One of the most common questions I get asked, and I’m sure others in poly relationships do too, is if I have sex with froggyKM. The short answer is no. I’m not bisexual, although froggyKM is, and I have no interest in getting freaky with her. The long answer is that just because someone is poly does not mean that they have sexual relationships with everyone in the group.
A frequent misconception with poly is that it’s orgiastic group sex all the time. And sure that’s one way to be poly. But it’s not the only way. Polyamorous relationships are complex and varied so I thought I’d discuss what makes our relationship work and how that would look to you from the outside.
Feel free to ask questions in the comments!
KnyghtMare and I have the primary relationship and then froggyKM and KnyghtMare have a secondary relationship. If you had to draw a picture of it, it would be like an equilateral triangle with KnyghtMare at the top, froggyKM and I at the bottom and then no line connecting her and I (Stargate symbol for Earth anyone?). A common thought is that we really have a triad relationship – but that just isn’t so with us. He’s affectionate and treats us similarly in public. We do have our own strengths and instructions from him that make each relationship unique but we work well in concert also.
As for how intimacy happens in our relationships is that it’s private. I have always felt that sexual intimacy shouldn’t be shared with others so I’m not around when they have sex and she’s not around when KnyghtMare and I have sex. There are exceptions to this if a scene is going on that there could be sexual interaction with the other person present.

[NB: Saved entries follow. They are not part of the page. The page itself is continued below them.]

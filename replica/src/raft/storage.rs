//! Durable storage for Raft state.
//! State and snapshot are written as an atomically-paired blob pair: every
//! save rewrites one file through a temp-file-then-rename, so a crash leaves
//! either the old pair or the new pair, never a mix.

use std::fs;
use std::io;
use std::path::{Path, PathBuf};
use std::sync::Mutex;

use serde::{Deserialize, Serialize};

use super::LogEntry;

/// Persisted Raft state in codec order. `logs` includes slot 0, which carries
/// only the snapshot boundary term.
#[derive(Debug, Default, Serialize, Deserialize)]
pub struct PersistedState {
    pub current_term: u64,
    pub voted_for: Option<u64>,
    pub offset: u64,
    pub last_log_index: u64,
    pub logs: Vec<LogEntry>,
}

impl PersistedState {
    pub fn encode(&self) -> Vec<u8> {
        bincode::serialize(self).expect("raft state is always encodable")
    }

    /// A blob that fails to decode is treated as "no prior state".
    pub fn decode(data: &[u8]) -> Option<Self> {
        if data.is_empty() {
            return None;
        }
        match bincode::deserialize::<PersistedState>(data) {
            Ok(state) => Some(state),
            Err(e) => {
                log::warn!("failed to decode persisted raft state: {}", e);
                None
            }
        }
    }
}

/// Handle to the durable store. Writes happen under the caller's state lock
/// and must complete before any reply that depends on them is sent.
pub trait Storage: Send + Sync + 'static {
    fn save_state(&self, state: &[u8]) -> io::Result<()>;
    fn save_state_and_snapshot(&self, state: &[u8], snapshot: &[u8]) -> io::Result<()>;
    fn read_state(&self) -> Vec<u8>;
    fn read_snapshot(&self) -> Vec<u8>;
}

#[derive(Serialize, Deserialize, Default)]
struct BlobPair {
    state: Vec<u8>,
    snapshot: Vec<u8>,
}

/// File-backed storage. Both blobs live in one file under the base path so
/// the pair is replaced in a single rename.
pub struct FileStorage {
    path: PathBuf,
    cached: Mutex<BlobPair>,
}

impl FileStorage {
    pub fn new<P: AsRef<Path>>(base_path: P) -> io::Result<Self> {
        let base_path = base_path.as_ref().to_path_buf();
        fs::create_dir_all(&base_path)?;
        let path = base_path.join("raft_state");

        let cached = if path.exists() {
            let data = fs::read(&path)?;
            bincode::deserialize(&data).unwrap_or_else(|e| {
                log::warn!("unreadable raft state file, starting empty: {}", e);
                BlobPair::default()
            })
        } else {
            BlobPair::default()
        };

        Ok(FileStorage {
            path,
            cached: Mutex::new(cached),
        })
    }

    fn write_pair(&self, pair: &BlobPair) -> io::Result<()> {
        let data = bincode::serialize(pair)
            .map_err(|e| io::Error::new(io::ErrorKind::Other, e))?;
        let temp_path = self.path.with_extension("tmp");
        fs::write(&temp_path, &data)?;
        fs::rename(&temp_path, &self.path)?;
        Ok(())
    }
}

impl Storage for FileStorage {
    fn save_state(&self, state: &[u8]) -> io::Result<()> {
        let mut cached = self.cached.lock().unwrap();
        cached.state = state.to_vec();
        self.write_pair(&cached)
    }

    fn save_state_and_snapshot(&self, state: &[u8], snapshot: &[u8]) -> io::Result<()> {
        let mut cached = self.cached.lock().unwrap();
        cached.state = state.to_vec();
        cached.snapshot = snapshot.to_vec();
        self.write_pair(&cached)
    }

    fn read_state(&self) -> Vec<u8> {
        self.cached.lock().unwrap().state.clone()
    }

    fn read_snapshot(&self) -> Vec<u8> {
        self.cached.lock().unwrap().snapshot.clone()
    }
}

/// In-memory storage for tests and benchmarks. Survives a simulated restart
/// as long as the same instance is handed to the next incarnation.
pub struct MemStorage {
    cached: Mutex<BlobPair>,
}

impl MemStorage {
    pub fn new() -> Self {
        MemStorage {
            cached: Mutex::new(BlobPair::default()),
        }
    }
}

impl Default for MemStorage {
    fn default() -> Self {
        Self::new()
    }
}

impl Storage for MemStorage {
    fn save_state(&self, state: &[u8]) -> io::Result<()> {
        self.cached.lock().unwrap().state = state.to_vec();
        Ok(())
    }

    fn save_state_and_snapshot(&self, state: &[u8], snapshot: &[u8]) -> io::Result<()> {
        let mut cached = self.cached.lock().unwrap();
        cached.state = state.to_vec();
        cached.snapshot = snapshot.to_vec();
        Ok(())
    }

    fn read_state(&self) -> Vec<u8> {
        self.cached.lock().unwrap().state.clone()
    }

    fn read_snapshot(&self) -> Vec<u8> {
        self.cached.lock().unwrap().snapshot.clone()
    }
}
//! Node wiring: storage, transport, the Raft core, the upstream apply loop,
//! and the gRPC + metrics listeners.

use std::collections::HashMap;
use std::sync::Arc;

use once_cell::sync::OnceCell;
use tokio::sync::{mpsc, Mutex};
use tokio::time::Duration;

use crate::config;
use crate::metrics;
use crate::raft::node::Raft;
use crate::raft::storage::{FileStorage, Storage};
use crate::raft::ApplyMsg;
use crate::raft_client::GrpcTransport;
use crate::raft_service::pb::raft_service_server::RaftServiceServer;
use crate::raft_service::RaftServiceSVC;
use crate::state::{KvCommand, KvState, StateMachine};

static INSTANCE: OnceCell<Mutex<Server>> = OnceCell::new();
pub fn instance() -> &'static Mutex<Server> {
    INSTANCE.get_or_init(|| Mutex::new(Server::builder()))
}

pub struct Server {
    raft: Arc<Raft>,
    /// Taken by the apply loop when the server starts.
    apply_rx: Option<mpsc::Receiver<ApplyMsg>>,
    storage: Arc<FileStorage>,
}

impl Server {
    fn builder() -> Self {
        let cfg = config::instance().lock().unwrap().clone();
        let storage =
            Arc::new(FileStorage::new(&cfg.base_path).expect("raft storage init failed"));

        let peers: Vec<u64> = cfg.node_list.iter().map(|n| n.id).collect();
        let addrs: HashMap<u64, String> = cfg
            .node_list
            .iter()
            .map(|n| (n.id, n.addr.clone()))
            .collect();
        let transport = Arc::new(GrpcTransport::new(addrs));

        let (apply_tx, apply_rx) = mpsc::channel(1024);
        let raft = Raft::new(
            peers,
            cfg.id,
            storage.clone() as Arc<dyn Storage>,
            transport,
            apply_tx,
        );

        Server {
            raft,
            apply_rx: Some(apply_rx),
            storage,
        }
    }

    pub async fn start(&mut self) {
        self.start_apply_loop();
        self.start_grpc_server().await;
        let metrics_addr = config::instance()
            .lock()
            .unwrap()
            .metrics_addr
            .parse()
            .expect("metrics_addr is not a socket address");
        metrics::spawn_exporter(metrics_addr);
        self.seed_traffic();
    }

    pub fn stop(&mut self) {
        log::info!("server stop");
        self.raft.kill();
    }

    /// Drain the apply channel into the key/value machine, snapshotting every
    /// `snapshot_threshold` applied commands and acknowledging leader-sent
    /// snapshots through the conditional install gate.
    fn start_apply_loop(&mut self) {
        let raft = self.raft.clone();
        let mut apply_rx = self.apply_rx.take().expect("apply loop already running");
        let threshold = config::instance().lock().unwrap().snapshot_threshold;

        let mut kv = KvState::new();
        kv.on_snapshot(0, 0, &self.storage.read_snapshot());
        let mut last_snapshot = kv.applied_index();

        tokio::spawn(async move {
            while let Some(msg) = apply_rx.recv().await {
                match msg {
                    ApplyMsg::Command { index, command } => {
                        kv.apply(index, &command);
                        if threshold > 0 && index >= last_snapshot + threshold {
                            raft.snapshot(index, kv.snapshot());
                            last_snapshot = index;
                        }
                    }
                    ApplyMsg::Snapshot { index, term, data } => {
                        if raft.cond_install_snapshot(term, index, data.clone()) {
                            kv.on_snapshot(index, term, &data);
                            last_snapshot = index;
                            log::info!("adopted snapshot through index {}", index);
                        }
                    }
                }
            }
        });
    }

    async fn start_grpc_server(&mut self) {
        let addr = config::instance()
            .lock()
            .unwrap()
            .addr
            .parse()
            .expect("addr is not a socket address");
        let raft_service = RaftServiceSVC::new(self.raft.clone());
        let serve = tonic::transport::Server::builder()
            .add_service(RaftServiceServer::new(raft_service))
            .serve(addr);
        tokio::spawn(async move {
            if let Err(e) = serve.await {
                log::error!("raft rpc listener exited: {}", e);
            }
        });
        log::info!("raft rpc listener on {}", addr);
    }

    /// When enabled, generates a trickle of sample commands while this node
    /// leads, so a fresh cluster exercises the full pipeline.
    fn seed_traffic(&self) {
        if !config::instance().lock().unwrap().seed_traffic {
            return;
        }
        let raft = self.raft.clone();
        tokio::spawn(async move {
            let mut counter = 0u64;
            while !raft.killed() {
                let command = bincode::serialize(&KvCommand {
                    key: format!("seed-{}", counter % 64),
                    value: counter.to_string(),
                })
                .expect("seed command is always encodable");
                let (index, _, is_leader) = raft.start(command);
                if is_leader {
                    log::info!("seeded command {} at index {}", counter, index);
                    counter += 1;
                }
                tokio::time::sleep(Duration::from_secs(1)).await;
            }
        });
    }
}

We have also had a couple threesome-like blowjobs where KnyghtMare is on the receiving end.
But the emphasis of privacy for sex is a big one for me. It’s just none of my business. It’s a part of their relationship, not mine. I don’t want to share the sexual intimacy that KnyghtMare and I have either.
So, in my opinion, sexual exclusivity can exist. I even have my relationship status on FetLife as “monogamous with KnyghtMare”. I find nothing unusual with the fact that I don’t know every sordid detail of what the do in the bedroom. And I definitely don’t want to watch!
If you want to learn more about Poly Relationships I suggest The Polyamory Weekly podcast.
Are you in a poly relationship? What does it look like if you had to describe it?